No one can find God in the macrocosm of the outer universe without finding
God first, in the microcosm of one’s inner Self.
However, if man has found God within himself, he finds God spontaneously
everywhere; in an insect, in a flower, all over the Universe, even where God did
not seems to exist. It is because God is always present in man, but man is often
absent from God. The kingdom of God is within every man, but not every man is in
the kingdom of God.
In order to see the kingdom of God within, man must be reborn by the
spirit; to open the eyes of his true divine Self, to pass from ignorance to
wisdom, from blindness to clairvoyance, from darkness to light, from death to
life, from material profanity to spiritual initiation.
Note:
In the chapter "I Am Going to America," in Paramahansa Yogananda's
Autobiography of a Yogi: One early morning, solitary in his room, silence, tears
of anxiety before the "uncertain", when he was anxiously confronted with the
reality of having to teach the principles of Yoga to the Americans, Yogananda
hears someone knock on his door; he opens it and see before him a young man of
humble appearance and renunciation... Babaji - the immortal spirit –
materialized to visit him!

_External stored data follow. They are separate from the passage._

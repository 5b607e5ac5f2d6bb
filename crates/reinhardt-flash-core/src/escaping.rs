//! HTML escaping for literal message text
//!
//! Escaped characters:
//! - `<` → `&lt;`
//! - `>` → `&gt;`
//! - `&` → `&amp;`
//! - `"` → `&quot;`
//! - `'` → `&#x27;`

/// Escape HTML special characters
///
/// # Examples
///
/// ```
/// use reinhardt_flash_core::escape_html;
///
/// assert_eq!(escape_html("<b>hi</b>"), "&lt;b&gt;hi&lt;/b&gt;");
/// assert_eq!(escape_html("Tom & Jerry"), "Tom &amp; Jerry");
/// assert_eq!(escape_html(r#"say "it's""#), "say &quot;it&#x27;s&quot;");
/// ```
pub fn escape_html(s: &str) -> String {
	let mut escaped = String::with_capacity(s.len());
	for c in s.chars() {
		match c {
			'<' => escaped.push_str("&lt;"),
			'>' => escaped.push_str("&gt;"),
			'&' => escaped.push_str("&amp;"),
			'"' => escaped.push_str("&quot;"),
			'\'' => escaped.push_str("&#x27;"),
			_ => escaped.push(c),
		}
	}
	escaped
}
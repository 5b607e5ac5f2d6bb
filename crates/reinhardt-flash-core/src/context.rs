//! Request-scoped handoff between the before-render hook and the renderer

use crate::message::Message;

/// Snapshot of queued messages taken before a page is rendered
///
/// One context belongs to one request. It is filled by the before-render hook
/// and drained by the renderer, so nothing carries over between requests.
#[derive(Debug, Clone, Default)]
pub struct FlashContext {
	snapshot: Option<Vec<Message>>,
}

impl FlashContext {
	/// Create an empty context
	pub fn new() -> Self {
		Self::default()
	}

	/// Store a snapshot, replacing any earlier one
	///
	/// # Examples
	///
	/// ```
	/// use reinhardt_flash_core::{FlashContext, Message};
	///
	/// let mut context = FlashContext::new();
	/// context.stash(vec![Message::info("a")]);
	/// context.stash(vec![Message::info("b")]);
	///
	/// assert_eq!(context.take(), vec![Message::info("b")]);
	/// assert!(context.take().is_empty());
	/// ```
	pub fn stash(&mut self, messages: Vec<Message>) {
		self.snapshot = Some(messages);
	}

	/// Remove and return the snapshot; empty when none was stashed
	pub fn take(&mut self) -> Vec<Message> {
		self.snapshot.take().unwrap_or_default()
	}

	/// Snapshot without removing it
	pub fn snapshot(&self) -> Option<&[Message]> {
		self.snapshot.as_deref()
	}

	/// Whether a non-empty snapshot is waiting to be rendered
	pub fn has_messages(&self) -> bool {
		self.snapshot.as_ref().is_some_and(|m| !m.is_empty())
	}

	/// Drop any snapshot
	pub fn clear(&mut self) {
		self.snapshot = None;
	}
}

After a period of short conversation, Yogananda
intuits the following passage from the Bhagavad Gita XI, 12: “If there should
rise Suddenly within the skies Sunburst of a thousand suns, Flooding earth with
beams undeemed-of, Then might be that Holy One’s Majesty and radiance dreamed
of!” An obvious sign that his pilgrimage to the lands of America would have its
historical purpose for many generations, because God led him to it. This
autobiography of Yogananda is to this day, considered as one of the milestones
in the teaching of the reality of the divine union between the Cosmic Principle
and man.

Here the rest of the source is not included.